Kepeduliannya terhadap ideologi semakin terlihat tatkala Kiai Dahlan mendapat amanah sebagai Ketua MIAI pada tahun 1937. Di Majelis ini peran Kiai Dahlan begitu besar. Kiai Dahlan sebagai tuan rumah saat dirintisnya MIAI pada tanggal 12-15 Rajab 1358 H atau 18-21 September 1937 M. Dimasa senjanya saat Kiai Dahlan berumur 65, dia tetap berkomitmen untuk agamanya. Tahun 1956-1959, Kiai Dahlan tercatat sebagai ketua Pengadilan Agama di Gresik.

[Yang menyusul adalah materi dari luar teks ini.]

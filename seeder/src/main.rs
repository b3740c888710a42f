mod util;

use std::env;

use chrono::{NaiveDate, NaiveDateTime, TimeDelta, Utc};
use clap::{Error, Parser};
use common::DbConn;
use db::BookingStatus;
use deadpool_diesel::postgres::{Manager, Pool};
use diesel::pg::Pg;
use diesel::prelude::*;
use fake::Fake;
use fake::faker::internet::raw::{FreeEmail, Username};
use fake::locales::EN;
use lifecycle::{DEFAULT_TIME_SLOTS, MAX_GROUP_SIZE, MIN_GROUP_SIZE};
use profile::Profile;
use rand::seq::{IndexedRandom, SliceRandom};
use rand::{Rng, rng};
use uuid::Uuid;

use crate::util::{batch_insert, generate_unique_set, io_error};

/// Statuses seeded bookings are spread over, all of them are settled so no
/// hold has to be kept consistent with the seeding time
const SEED_STATUSES: [BookingStatus; 5] = [
	BookingStatus::AwaitingPayment,
	BookingStatus::Paid,
	BookingStatus::Confirmed,
	BookingStatus::Cancelled,
	BookingStatus::Refunded,
];

#[derive(Parser, Debug)]
struct Opt {
	#[arg(long, short = 'p', default_value_t = 1_000)]
	profiles: usize,
	/// Number of days, starting tomorrow, to fill with bookings
	#[arg(long, short = 'd', default_value_t = 30)]
	days:     u32,
	/// Places per time slot, should match `SLOT_CAPACITY` of the server
	#[arg(long, short = 'c', default_value_t = 20)]
	capacity: usize,
	/// Password every seeded profile logs in with
	#[arg(long, default_value = "foobarbazqux")]
	password: String,
}

#[derive(Clone, Debug, Insertable)]
#[diesel(table_name = db::profile)]
#[diesel(check_for_backend(Pg))]
struct SeedProfile {
	username:      String,
	email:         String,
	password_hash: String,
}

#[derive(Clone, Debug, Insertable)]
#[diesel(table_name = db::booking)]
#[diesel(check_for_backend(Pg))]
struct SeedBooking {
	id:         Uuid,
	profile_id: i32,
	date:       NaiveDate,
	time_slot:  String,
	group_size: i32,
	status:     BookingStatus,
	deposit:    i32,
	created_at: NaiveDateTime,
	updated_at: NaiveDateTime,
}

#[tokio::main]
async fn main() -> Result<(), Error> {
	let cli = Opt::parse();
	let conn = get_conn().await;

	if cli.profiles > 0 {
		println!("Seeding {} profiles…", cli.profiles);
		let inserted = seed_profiles(&conn, cli.profiles, &cli.password).await?;
		println!("Inserted {inserted} unique profiles");
	}

	if cli.days > 0 {
		println!("Seeding bookings for {} days…", cli.days);
		let inserted = seed_bookings(&conn, cli.days, cli.capacity).await?;
		println!("Inserted {inserted} bookings");
	}

	Ok(())
}

/// Get a database connection from the pool
async fn get_conn() -> DbConn {
	let database_url = env::var("DATABASE_URL").expect("DATABASE_URL missing");

	let manager = Manager::new(database_url, deadpool_diesel::Runtime::Tokio1);
	let pool = Pool::builder(manager).build().expect("Failed to create pool");

	pool.get().await.expect("Failed to get a database connection")
}

/// Seed profiles with unique usernames and emails
///
/// Hashing is slow so every profile shares a single hash of `password`
async fn seed_profiles(
	conn: &DbConn,
	count: usize,
	password: &str,
) -> Result<usize, Error> {
	let password_hash = Profile::hash_password(password).map_err(io_error)?;

	let usernames =
		generate_unique_set(count, || Username(EN).fake::<String>());
	let emails = generate_unique_set(count, || FreeEmail(EN).fake::<String>());

	let profiles: Vec<SeedProfile> = usernames
		.into_iter()
		.zip(emails)
		.map(|(username, email)| {
			SeedProfile { username, email, password_hash: password_hash.clone() }
		})
		.collect();

	batch_insert(conn, profiles, 8192, |conn, chunk| {
		use db::profile::dsl::*;
		diesel::insert_into(profile).values(chunk).execute(conn)
	})
	.await
}

/// Seed bookings for the coming `days`
///
/// Every slot gets at most `capacity` bookings and a profile books a slot
/// at most once, so the seeded data never oversells a slot.
async fn seed_bookings(
	conn: &DbConn,
	days: u32,
	capacity: usize,
) -> Result<usize, Error> {
	let mut profile_ids: Vec<i32> = conn
		.interact(|c| {
			use db::profile::dsl::*;
			profile.filter(is_admin.eq(false)).select(id).load::<i32>(c)
		})
		.await
		.map_err(io_error)?
		.map_err(io_error)?;

	assert!(!profile_ids.is_empty(), "No profiles exist to book tours for");

	let now = Utc::now().naive_utc();
	let tomorrow = now.date() + TimeDelta::days(1);

	let mut rng = rng();
	let mut bookings = vec![];

	for day in 0..days {
		let date = tomorrow + TimeDelta::days(i64::from(day));

		for slot in DEFAULT_TIME_SLOTS {
			let max = capacity.min(profile_ids.len());
			let taken = rng.random_range(0..=max);

			profile_ids.shuffle(&mut rng);

			for &profile_id in &profile_ids[..taken] {
				let status = *SEED_STATUSES.choose(&mut rng).unwrap();
				let created_at =
					now - TimeDelta::minutes(rng.random_range(0..10_000));

				bookings.push(SeedBooking {
					id: Uuid::new_v4(),
					profile_id,
					date,
					time_slot: slot.to_string(),
					group_size: rng.random_range(MIN_GROUP_SIZE..=MAX_GROUP_SIZE),
					status,
					deposit: rng.random_range(10..100) * 100,
					created_at,
					updated_at: created_at,
				});
			}
		}
	}

	batch_insert(conn, bookings, 2 << 10, |conn, chunk| {
		use db::booking::dsl::*;
		diesel::insert_into(booking).values(chunk).execute(conn)
	})
	.await
}
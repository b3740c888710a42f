use std::str::FromStr;

use chrono::TimeDelta;
use common::{DbPool, RedisConn};
use deadpool_diesel::postgres::{Manager, Pool};
use lifecycle::{ExpiryPolicy, SlotCatalogue};

#[derive(Clone, Debug)]
pub struct Config {
	pub production: bool,

	pub database_url: String,
	pub redis_url:    String,

	pub access_token_name:     String,
	pub access_token_lifetime: time::Duration,

	pub slot_capacity:   u32,
	pub hold_window:     TimeDelta,
	pub default_deposit: i32,
	pub time_slots:      SlotCatalogue,

	/// How often lapsed holds and missed tours are swept, [`None`] when the
	/// sweeper is disabled
	pub sweep_interval: Option<std::time::Duration>,
}

impl Config {
	fn get_env_var(var: &str) -> String {
		std::env::var(var).unwrap_or_else(|_| panic!("{var} must be set"))
	}

	fn parse_env_var<T: FromStr>(var: &str) -> T {
		Self::get_env_var(var)
			.parse::<T>()
			.unwrap_or_else(|_| panic!("{var} is not valid"))
	}

	/// Create a new [`Config`] from environment variables
	///
	/// # Panics
	/// Panics if an environment variable is missing or invalid
	#[must_use]
	pub fn from_env() -> Self {
		let production = Self::parse_env_var::<bool>("PRODUCTION");

		let database_url = Self::get_env_var("DATABASE_URL");
		let redis_url = Self::get_env_var("REDIS_URL");

		let access_token_name = Self::get_env_var("ACCESS_TOKEN_NAME");
		let access_token_lifetime = time::Duration::minutes(
			Self::parse_env_var("ACCESS_TOKEN_LIFETIME_MINUTES"),
		);

		let slot_capacity = Self::parse_env_var("SLOT_CAPACITY");
		let hold_window =
			TimeDelta::minutes(Self::parse_env_var("HOLD_WINDOW_MINUTES"));
		let default_deposit = Self::parse_env_var("DEFAULT_DEPOSIT");

		let time_slots = SlotCatalogue::parse(&Self::get_env_var("TIME_SLOTS"));
		assert!(!time_slots.is_empty(), "TIME_SLOTS must not be empty");

		let sweep_seconds: u64 = Self::parse_env_var("SWEEP_INTERVAL_SECONDS");
		let sweep_interval = (sweep_seconds > 0)
			.then(|| std::time::Duration::from_secs(sweep_seconds));

		Self {
			production,
			database_url,
			redis_url,
			access_token_name,
			access_token_lifetime,
			slot_capacity,
			hold_window,
			default_deposit,
			time_slots,
			sweep_interval,
		}
	}

	/// The hold rules configured for this app
	#[must_use]
	pub fn expiry_policy(&self) -> ExpiryPolicy {
		ExpiryPolicy::new(self.hold_window)
	}

	/// Create a database pool for the given config
	///
	/// # Panics
	/// Panics if creating the pool fails
	#[must_use]
	pub fn create_database_pool(&self) -> DbPool {
		let manager = Manager::new(
			self.database_url.to_string(),
			deadpool_diesel::Runtime::Tokio1,
		);

		Pool::builder(manager).build().unwrap()
	}

	/// Create a redis connection for the given config
	///
	/// # Panics
	/// Panics if creating the connection fails
	pub async fn create_redis_connection(&self) -> RedisConn {
		let client = redis::Client::open(self.redis_url.to_string()).unwrap();

		client.get_multiplexed_async_connection().await.unwrap()
	}
}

Sayangnya hingga saat ini masih belum ditemukan apa saja perannya saat menjabat sebagai ketua Pengadilan Agama di Gresik.
Perjalanan kehidupan Kiai Dahlan meninggalkan jejak yang patut untuk direfleksikan. Kiai Dahlan adalah sosok ‘ulama’ yang konsisten berjuang didunia pendidikan. Hal ini ditunjukkan dari posisinya sebagai pemangku Pesantren Kebondalem juga sebagai pendiri perkumpulan Tasiwrul Afkar. Selain sebagai sosok yang konsisten berjuang didunia pendidikan, Kiai Dahlan begitu teguh membentengi bangsa ini dari gerakan Wahabi. Hal ini dibuktikan dengan posisinya sebagai Wakil Rais Akbar NU pada periode pertama. Usaha selanjutnya selain menjadi pejabat elite NU periode pertama untuk menghalau gerakan ini, Kiai Dahlan menulis satu kitab yang diberi anam Tadzkiratun Naf’ah. Meskipun berbeda ideology bahkan cenderung bertentangan, Kiai Dahlan tidak serta-merta menunjukkan respon yang radikal atau menggunakan tindakan kekerasan agar Wahabi tidak leluasa menyebarkan pahamnya. Usaha menulis kitab ini dinilai lebih tentram daripada menggunakan tindak kekerasan.